## PROBLEM DESCRIPTION:
What you give back must match the data character for character.

'''

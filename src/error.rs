use thiserror::Error;

/// Everything that can go wrong while modelling a form or a link.
///
/// All failures are local and synchronous: they are raised at the point of
/// violation and surfaced to the caller unchanged.
#[derive(Debug, Clone, PartialEq, Eq, Error)]
pub enum Error {
    #[error("Malformed field path \"{0}\"")]
    MalformedFieldName(String),

    #[error("Unreachable field \"{0}\"")]
    UnreachableField(String),

    #[error("Cannot set value on a compound field \"{0}\".")]
    CompoundFieldMutation(String),

    #[error("\"{0}\" is a compound field, not a single field")]
    CompoundField(String),

    #[error("Current URI must be an absolute URL (\"{0}\").")]
    InvalidCurrentUri(String),

    #[error("Expected {expected}, found a \"{found}\" element")]
    LogicalTagMismatch { expected: String, found: String },

    #[error("Input \"{field}\" cannot take \"{value}\" as a value (possible values: {available}).")]
    InvalidOption {
        field: String,
        value: String,
        available: String,
    },

    #[error("The value for \"{field}\" must be {expected}.")]
    ValueTypeMismatch { field: String, expected: String },

    #[error("Unable to add a choice for \"{0}\" as it is not a radio button.")]
    NotARadioInput(String),

    #[error("Invalid selector \"{0}\"")]
    InvalidSelector(String),

    #[error("No element matches \"{0}\"")]
    NoMatch(String),
}

impl Error {
    pub(crate) fn tag_mismatch(expected: impl Into<String>, found: impl Into<String>) -> Self {
        Self::LogicalTagMismatch {
            expected: expected.into(),
            found: found.into(),
        }
    }

    pub(crate) fn type_mismatch(field: &str, expected: &str) -> Self {
        Self::ValueTypeMismatch {
            field: field.to_string(),
            expected: expected.to_string(),
        }
    }
}

pub type Result<T> = std::result::Result<T, Error>;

'''

## WRITTEN RESPONSE:
filename src/error.rs
use thiserror::Error;

/// Everything that can go wrong while modelling a form or a link.
///
/// All failures are local and synchronous: they are raised at the point of
/// violation and surfaced to the caller unchanged.
#[derive(Debug, Clone, PartialEq, Eq, Error)]
pub enum Error {
    #[error("Malformed field path \"{0}\"")]
    MalformedFieldName(String),

    #[error("Unreachable field \"{0}\"")]
    UnreachableField(String),

    #[error("Cannot set value on a compound field \"{0}\".")]
    CompoundFieldMutation(String),

    #[error("\"{0}\" is a compound field, not a single field")]
    CompoundField(String),

    #[error("Current URI must be an absolute URL (\"{0}\").")]
    InvalidCurrentUri(String),

    #[error("Expected {expected}, found a \"{found}\" element")]
    LogicalTagMismatch { expected: String, found: String },

    #[error("Input \"{field}\" cannot take \"{value}\" as a value (possible values: {available}).")]
    InvalidOption {
        field: String,
        value: String,
        available: String,
    },

    #[error("The value for \"{field}\" must be {expected}.")]
    ValueTypeMismatch { field: String, expected: String },

    #[error("Unable to add a choice for \"{0}\" as it is not a radio button.")]
    NotARadioInput(String),

    #[error("Invalid selector \"{0}\"")]
    InvalidSelector(String),

    #[error("No element matches \"{0}\"")]
    NoMatch(String),
}

impl Error {
    pub(crate) fn tag_mismatch(expected: impl Into<String>, found: impl Into<String>) -> Self {
        Self::LogicalTagMismatch {
            expected: expected.into(),
            found: found.into(),
        }
    }

    pub(crate) fn type_mismatch(field: &str, expected: &str) -> Self {
        Self::ValueTypeMismatch {
            field: field.to_string(),
            expected: expected.to_string(),
        }
    }
}

pub type Result<T> = std::result::Result<T, Error>;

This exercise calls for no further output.